Last October, I attended the ACA Swiftwater Rescue Conference near Bryson City, NC with several of my fellow TVCC safety soldiers. My inner nerd was on high alert as I was preparing for just about any situation (think payback for all the crazy stuff we’ve thrown at you during the SWR classes but times 10) pertaining to rescue techniques.
by LaDawn Wolfe
In preparation I had studied up on knots, clinches and mechanical advantages (my heart picks up a beat or two just by typing the words), and had packed my Arsenal of ropes, carabiners, prussiks and pulleys.
The Saturday before the SWR Conference while I was working with the Obed Rangers and their climbing program, I jumped at the opportunity to practice my knot tying and relished the chance to impress the Rangers. During the “after climb” safety training, Ranger Matt mentioned a knot I had never heard of: the Munter Mule.
After several attempts, I had a workable understanding of how to tie it, and its use in relation to climbing, which is to stop the passage of the rope beyond the carabiner (that’s what the Munter hitch does) and is an essential part of the climbing system when escaping a belay, improvising rescues or used with a prussik to pass a knot in a rappel rope. I was so stoked about the knot that I sang its praises on the way to the conference and made plans to practice tying it over the weekend during spare moments.
So when Ty Tuff, one of the ACA instructors for the High Angle Rope Rescue session at the conference, mentioned the Munter Mule, I couldn’t contain myself: I fist pumped! Something Ty Tuff stated that he had NEVER seen someone do for the Munter Mule before that moment. He liked my enthusiasm. (Hello, My name is LaDawn and I am a rope geek. It’s been 5 days since I tied my last Munter Mule.)
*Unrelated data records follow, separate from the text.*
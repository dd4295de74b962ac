use chrono::{DateTime, Local};
use serde::{de, Deserialize, Deserializer, Serialize};
use std::fmt;
use std::str::FromStr;

/// Sentinel stored in text fields the extractor could not fill
pub const UNSPECIFIED: &str = "unspecified";

/// Where the bathroom / toilet is located relative to the dwelling
#[derive(Debug, Clone, Copy, Serialize, Deserialize, PartialEq, Eq, Hash, PartialOrd, Ord)]
pub enum BathroomLocation {
    #[serde(rename = "interieur", alias = "interior", alias = "intérieur")]
    Interior,
    #[serde(rename = "exterieur", alias = "exterior", alias = "extérieur")]
    Exterior,
}

/// How the dwelling can be reached
#[derive(Debug, Clone, Copy, Default, Serialize, Deserialize, PartialEq, Eq, Hash, PartialOrd, Ord)]
pub enum AccessType {
    #[default]
    #[serde(rename = "sans", alias = "none")]
    None,
    #[serde(rename = "moto", alias = "motorbike")]
    Motorbike,
    #[serde(rename = "voiture", alias = "car")]
    Car,
    #[serde(rename = "voiture_avec_par_parking", alias = "car_with_parking")]
    CarWithParking,
}

#[derive(Debug, Clone, Copy, Default, Serialize, Deserialize, PartialEq, Eq, Hash, PartialOrd, Ord)]
pub enum Furnished {
    #[serde(rename = "oui", alias = "yes")]
    Yes,
    #[default]
    #[serde(rename = "non", alias = "no")]
    No,
}

/// General state of the dwelling. Ordering goes from worst to best.
#[derive(Debug, Clone, Copy, Serialize, Deserialize, PartialEq, Eq, Hash, PartialOrd, Ord)]
pub enum Condition {
    #[serde(rename = "mauvais", alias = "poor")]
    Poor,
    #[serde(rename = "moyen", alias = "average")]
    Average,
    #[serde(rename = "bon", alias = "good")]
    Good,
}

impl BathroomLocation {
    pub const ALL: [BathroomLocation; 2] = [BathroomLocation::Interior, BathroomLocation::Exterior];

    /// Value used in CSV files, the model artifact and query strings
    pub fn as_wire(&self) -> &'static str {
        match self {
            BathroomLocation::Interior => "interieur",
            BathroomLocation::Exterior => "exterieur",
        }
    }
}

impl AccessType {
    pub const ALL: [AccessType; 4] = [
        AccessType::None,
        AccessType::Motorbike,
        AccessType::Car,
        AccessType::CarWithParking,
    ];

    pub fn as_wire(&self) -> &'static str {
        match self {
            AccessType::None => "sans",
            AccessType::Motorbike => "moto",
            AccessType::Car => "voiture",
            AccessType::CarWithParking => "voiture_avec_par_parking",
        }
    }
}

impl Furnished {
    pub const ALL: [Furnished; 2] = [Furnished::Yes, Furnished::No];

    pub fn as_wire(&self) -> &'static str {
        match self {
            Furnished::Yes => "oui",
            Furnished::No => "non",
        }
    }
}

impl Condition {
    /// Display order used by the dashboard: worst first
    pub const ALL: [Condition; 3] = [Condition::Poor, Condition::Average, Condition::Good];

    pub fn as_wire(&self) -> &'static str {
        match self {
            Condition::Poor => "mauvais",
            Condition::Average => "moyen",
            Condition::Good => "bon",
        }
    }
}

macro_rules! display_as_wire {
    ($($ty:ty),*) => {
        $(impl fmt::Display for $ty {
            fn fmt(&self, f: &mut fmt::Formatter<'_>) -> fmt::Result {
                f.write_str(self.as_wire())
            }
        })*
    };
}

display_as_wire!(BathroomLocation, AccessType, Furnished, Condition);

/// One parsed marketplace listing
#[derive(Debug, Clone, Serialize, Deserialize)]
pub struct ListingRecord {
    pub title: String,
    pub neighborhood: String,
    pub area_sqm: Option<u32>,
    pub room_count: Option<u32>,
    pub bathroom_location: Option<BathroomLocation>,
    pub access_type: AccessType,
    pub furnished: Furnished,
    pub condition: Option<Condition>,
    pub monthly_rent: Option<i64>,
    pub description: String,
    pub source_link: String,
    pub extracted_at: DateTime<Local>,
}

/// The eight structured columns shared by the collector output and the
/// dashboard's reference dataset
#[derive(Debug, Clone, PartialEq, Serialize, Deserialize)]
pub struct ReferenceRow {
    #[serde(rename = "quartier")]
    pub neighborhood: String,
    #[serde(rename = "superficie", default, deserialize_with = "whole_number")]
    pub area_sqm: Option<u32>,
    #[serde(rename = "nombre_chambres", default, deserialize_with = "whole_number")]
    pub room_count: Option<u32>,
    #[serde(rename = "douche_wc")]
    pub bathroom_location: Option<BathroomLocation>,
    #[serde(rename = "type_d_acces")]
    pub access_type: Option<AccessType>,
    #[serde(rename = "meublé", alias = "meuble")]
    pub furnished: Option<Furnished>,
    #[serde(rename = "etat_general", alias = "état_général")]
    pub condition: Option<Condition>,
    #[serde(rename = "loyer_mensuel", default, deserialize_with = "whole_number")]
    pub monthly_rent: Option<i64>,
}

impl From<&ListingRecord> for ReferenceRow {
    fn from(record: &ListingRecord) -> Self {
        Self {
            neighborhood: record.neighborhood.clone(),
            area_sqm: record.area_sqm,
            room_count: record.room_count,
            bathroom_location: record.bathroom_location,
            access_type: Some(record.access_type),
            furnished: Some(record.furnished),
            condition: record.condition,
            monthly_rent: record.monthly_rent,
        }
    }
}

/// Deserializes an optional whole number written either as an integer or as
/// an integral float ("80" or "80.0"). Blank values are `None`.
pub fn whole_number<'de, D, T>(deserializer: D) -> Result<Option<T>, D::Error>
where
    D: Deserializer<'de>,
    T: FromStr + TryFrom<i64>,
{
    match Option::<String>::deserialize(deserializer)? {
        Some(text) => parse_whole_number(&text).map_err(de::Error::custom),
        None => Ok(None),
    }
}

pub fn parse_whole_number<T>(text: &str) -> Result<Option<T>, String>
where
    T: FromStr + TryFrom<i64>,
{
    let text = text.trim();
    if text.is_empty() {
        return Ok(None);
    }
    if let Ok(value) = text.parse::<T>() {
        return Ok(Some(value));
    }

    let value: f64 = text
        .parse()
        .map_err(|_| format!("'{}' is not a number", text))?;
    // 2^63 is the first float past i64::MAX
    if !value.is_finite() || value.fract() != 0.0 || value.abs() >= 9_223_372_036_854_775_808.0 {
        return Err(format!("'{}' is not a whole number", text));
    }
    T::try_from(value as i64)
        .map(Some)
        .map_err(|_| format!("'{}' is out of range", text))
}

/// Model input built from the dashboard form
#[derive(Debug, Clone, PartialEq, Serialize)]
pub struct FeatureRow {
    pub neighborhood: String,
    pub area_sqm: u32,
    pub room_count: u32,
    pub bathroom_location: BathroomLocation,
    pub access_type: AccessType,
    pub furnished: Furnished,
    pub condition: Condition,
    pub area_per_room: f64,
}

impl FeatureRow {
    /// Builds a row and derives `area_per_room`. `room_count` must be non-zero.
    pub fn new(
        neighborhood: impl Into<String>,
        area_sqm: u32,
        room_count: u32,
        bathroom_location: BathroomLocation,
        access_type: AccessType,
        furnished: Furnished,
        condition: Condition,
    ) -> Self {
        Self {
            neighborhood: neighborhood.into(),
            area_sqm,
            room_count,
            bathroom_location,
            access_type,
            furnished,
            condition,
            area_per_room: area_sqm as f64 / room_count.max(1) as f64,
        }
    }
}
For the next two and a half hours, our group tied Munter hitches, Munter Mules, rappelled and and hauled people up utilizing new and old techniques. The High Angle Rope Rescue session dealt with situations that might present themselves in a gorge or canyon, where there are no river banks and the walls are steep. Our fearless, well…mostly fearless Safety Marshal, Mike Shillinger was one of the first to rappel off of the 90 degree, 6 foot wall.
Everyone was encouraged to try every aspect of the session as it was “challenge by choice”, but getting everyone to participate wasn’t an issue as the activities were challenging but extremely fun. It also helped that the instructors were witty, clever and obviously enjoyed it as much as we did.
The conference help solidify many SWR techniques for me, as well reinforced the importance of a more interactive approach to teaching these skills. I knew the instructors were extremely knowledgeable but I was equally impressed by their enthusiasm, quick-witted humor and entertaining presentations that made the material not just a review but a renewed passion, even in the pouring rain!